С огромным интересом наблюдал Гёте нравы и быт итальянцев. Подробные описания народной жизни он делает уже во время первых остановок в пути, и написаны они, как правило, ярче и живее, чем многословные очерки, посвященные картинам или скульптурам. Так, например, об античном амфитеатре в Вероне он пишет: «Когда я <…> стал ходить по верхней его кромке, странное чувство охватило меня: подо мной было нечто грандиозное, а в то же время словно бы и не было ничего. Разумеется, его надо видеть не пустым, а до отказа забитым народом <…>. Ибо такая арена должна, собственно, радовать народ его же присутствием, дурачить его, показывая ему его самого. <…> Люди привыкли видеть себя и себе подобных в сутолоке, в давке и в суете – здесь же многоголовый, разномыслящий, мятущийся зверь вдруг оказывался сплоченным в единое благородное целое, <…> в единый облик, одухотворенный единым духом»[925].
В Виченце он остается на несколько дней. Строения Палладио – вот что заставляет его задержаться в этом городке. «Я только и делаю, что брожу по городу, смотрю и учусь видеть»[926], – пишет он. Творения Палладио – старая ратуша и Олимпийский театр с вольным использованием элементов античной архитектуры – служат для Гёте ярчайшим примером творческого продолжения традиции и одновременно почтительного обращения с ней. Душа воспаряет ввысь, пишет он, и человек в полной мере может ощутить «божественное начало великого, подлинного бытия»[927].

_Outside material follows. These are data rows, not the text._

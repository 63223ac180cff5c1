//! JSON bodies of the messbook HTTP API.
//!
//! Amounts travel as integer minor units (`*_minor`), meal counts as
//! decimal numbers in half steps (`1.5`), dates as `YYYY-MM-DD`.

use chrono::{DateTime, NaiveDate, Utc};
use serde::{Deserialize, Serialize};
use uuid::Uuid;

#[derive(Clone, Copy, Debug, Default, PartialEq, Eq, Serialize, Deserialize)]
#[serde(rename_all = "UPPERCASE")]
pub enum Currency {
    #[default]
    Bdt,
    Eur,
}

/// Response of every create endpoint.
#[derive(Debug, Serialize, Deserialize)]
pub struct Created {
    pub id: Uuid,
}

pub mod mess {
    use super::*;

    #[derive(Debug, Serialize, Deserialize)]
    pub struct MessNew {
        pub name: String,
        pub currency: Option<Currency>,
    }

    #[derive(Debug, Serialize, Deserialize)]
    pub struct MessRename {
        pub name: String,
    }

    #[derive(Debug, Serialize, Deserialize)]
    pub struct MessView {
        pub id: Uuid,
        pub name: String,
        pub currency: Currency,
    }

    #[derive(Debug, Serialize, Deserialize)]
    pub struct MessListResponse {
        pub messes: Vec<MessView>,
    }
}

pub mod month {
    use super::*;

    #[derive(Debug, Serialize, Deserialize)]
    pub struct MonthNew {
        /// `YYYY-MM`.
        pub code: String,
        /// Display label; derived from the code when absent.
        pub name: Option<String>,
    }

    #[derive(Debug, Serialize, Deserialize)]
    pub struct MonthView {
        pub id: Uuid,
        pub code: String,
        pub name: String,
        pub created_at: DateTime<Utc>,
    }

    #[derive(Debug, Serialize, Deserialize)]
    pub struct MonthListResponse {
        pub months: Vec<MonthView>,
    }
}

pub mod member {
    use super::*;

    /// Request body for adding or renaming a member.
    #[derive(Debug, Serialize, Deserialize)]
    pub struct MemberUpsert {
        pub name: String,
    }

    #[derive(Debug, Serialize, Deserialize)]
    pub struct MemberView {
        pub id: Uuid,
        pub name: String,
    }

    #[derive(Debug, Serialize, Deserialize)]
    pub struct MemberListResponse {
        pub members: Vec<MemberView>,
    }
}

pub mod meal {
    use super::*;

    /// Meals of one member on one day. Missing fields are zero.
    #[derive(Clone, Copy, Debug, Default, PartialEq, Serialize, Deserialize)]
    pub struct MealEntry {
        pub member_id: Uuid,
        #[serde(default)]
        pub breakfast: f64,
        #[serde(default)]
        pub lunch: f64,
        #[serde(default)]
        pub dinner: f64,
    }

    #[derive(Debug, Serialize, Deserialize)]
    pub struct MealDayNew {
        pub date: NaiveDate,
        pub entries: Vec<MealEntry>,
    }

    #[derive(Debug, Serialize, Deserialize)]
    pub struct MealDayUpdate {
        pub entries: Vec<MealEntry>,
    }

    #[derive(Debug, Serialize, Deserialize)]
    pub struct MealDayView {
        pub id: Uuid,
        pub date: NaiveDate,
        pub total: f64,
        pub entries: Vec<MealEntry>,
    }

    #[derive(Debug, Serialize, Deserialize)]
    pub struct MealDayListResponse {
        pub meal_days: Vec<MealDayView>,
    }
}

pub mod bazar {
    use super::*;

    /// Request body for adding or replacing a bazar entry.
    #[derive(Debug, Serialize, Deserialize)]
    pub struct BazarUpsert {
        pub date: NaiveDate,
        pub member_id: Uuid,
        pub amount_minor: i64,
        pub note: Option<String>,
    }

    #[derive(Debug, Serialize, Deserialize)]
    pub struct BazarView {
        pub id: Uuid,
        pub date: NaiveDate,
        pub member_id: Uuid,
        pub amount_minor: i64,
        pub note: Option<String>,
    }

    #[derive(Debug, Serialize, Deserialize)]
    pub struct BazarListResponse {
        pub bazar: Vec<BazarView>,
    }
}

pub mod deposit {
    use super::*;

    #[derive(Debug, Serialize, Deserialize)]
    pub struct DepositUpsert {
        pub date: NaiveDate,
        pub member_id: Uuid,
        pub amount_minor: i64,
    }

    #[derive(Debug, Serialize, Deserialize)]
    pub struct DepositView {
        pub id: Uuid,
        pub date: NaiveDate,
        pub member_id: Uuid,
        pub amount_minor: i64,
    }

    #[derive(Debug, Serialize, Deserialize)]
    pub struct DepositListResponse {
        pub deposits: Vec<DepositView>,
    }
}

pub mod expense {
    use super::*;

    /// `shared` expenses are split among all members, `individual` ones are
    /// charged to the payer.
    #[derive(Clone, Copy, Debug, PartialEq, Eq, Serialize, Deserialize)]
    #[serde(rename_all = "snake_case")]
    pub enum ExpenseKind {
        Shared,
        Individual,
    }

    #[derive(Debug, Serialize, Deserialize)]
    pub struct ExpenseUpsert {
        pub date: NaiveDate,
        /// Member who paid.
        pub member_id: Uuid,
        pub amount_minor: i64,
        pub purpose: String,
        pub kind: ExpenseKind,
    }

    #[derive(Debug, Serialize, Deserialize)]
    pub struct ExpenseView {
        pub id: Uuid,
        pub date: NaiveDate,
        pub member_id: Uuid,
        pub amount_minor: i64,
        pub purpose: String,
        pub kind: ExpenseKind,
    }

    #[derive(Debug, Serialize, Deserialize)]
    pub struct ExpenseListResponse {
        pub expenses: Vec<ExpenseView>,
    }
}

pub mod report {
    use super::*;

    #[derive(Debug, Serialize, Deserialize)]
    pub struct MemberMealCost {
        pub member_id: Uuid,
        pub name: String,
        pub meals: f64,
        pub meal_cost_minor: i64,
    }

    #[derive(Debug, Serialize, Deserialize)]
    pub struct MealRateResponse {
        pub total_meals: f64,
        pub total_bazar_minor: i64,
        /// Exact cost of one meal in major units.
        pub rate_per_meal: f64,
        pub distributed_minor: i64,
        pub members: Vec<MemberMealCost>,
    }

    #[derive(Debug, Serialize, Deserialize)]
    pub struct MemberBalance {
        pub member_id: Uuid,
        pub name: String,
        pub meals: f64,
        pub meal_cost_minor: i64,
        pub bazar_minor: i64,
        pub deposit_minor: i64,
        pub shared_paid_minor: i64,
        pub credit_minor: i64,
        pub shared_cost_minor: i64,
        pub individual_cost_minor: i64,
        pub total_cost_minor: i64,
        /// Positive: the mess owes the member. Negative: the member owes the mess.
        pub balance_minor: i64,
    }

    #[derive(Debug, Serialize, Deserialize)]
    pub struct ReportTotals {
        pub meals: f64,
        pub bazar_minor: i64,
        pub deposit_minor: i64,
        pub meal_cost_minor: i64,
        pub shared_cost_minor: i64,
        pub individual_cost_minor: i64,
        pub credit_minor: i64,
        pub balance_minor: i64,
    }

    #[derive(Debug, Serialize, Deserialize)]
    pub struct MonthlyReportResponse {
        pub currency: Currency,
        pub rate_per_meal: f64,
        pub members: Vec<MemberBalance>,
        pub totals: ReportTotals,
    }

    #[derive(Debug, Serialize, Deserialize)]
    pub struct DashboardSlice {
        pub member_id: Uuid,
        pub name: String,
        pub meals: f64,
        pub deposit_minor: i64,
        pub meal_cost_minor: i64,
    }

    #[derive(Debug, Serialize, Deserialize)]
    pub struct DashboardResponse {
        pub member_count: usize,
        pub total_meals: f64,
        pub total_bazar_minor: i64,
        pub total_deposit_minor: i64,
        pub rate_per_meal: f64,
        pub members: Vec<DashboardSlice>,
    }
}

Творчество Палладио интересовало Гёте и прежде. В Италии он приобрел и внимательно изучил несколько гравюр с изображением его творений. Теперь же он мог увидеть их своими глазами и был потрясен. Этим потрясением, вероятно, объясняется то, что Гёте всю свою жизнь оставался верен идеалам классицизма. Былое увлечение готической архитектурой, воплощенной в Страсбургском соборе, постепенно отходит на второй план, а через тридцать лет в окончательной версии «Итальянского путешествия» Гёте без сожаления отрекается от него: «Скажу без обиняков: это, конечно, ничего общего не имеет с нашими готическими украшениями – нахохленными святыми на консолях, взгроможденных одна над другой, с нашими колоннами, смахивающими на курительные трубки, с остроконечными башенками и зубчатыми цветочными гирляндами, – от них я, слава богу, избавился на веки вечные!»[928]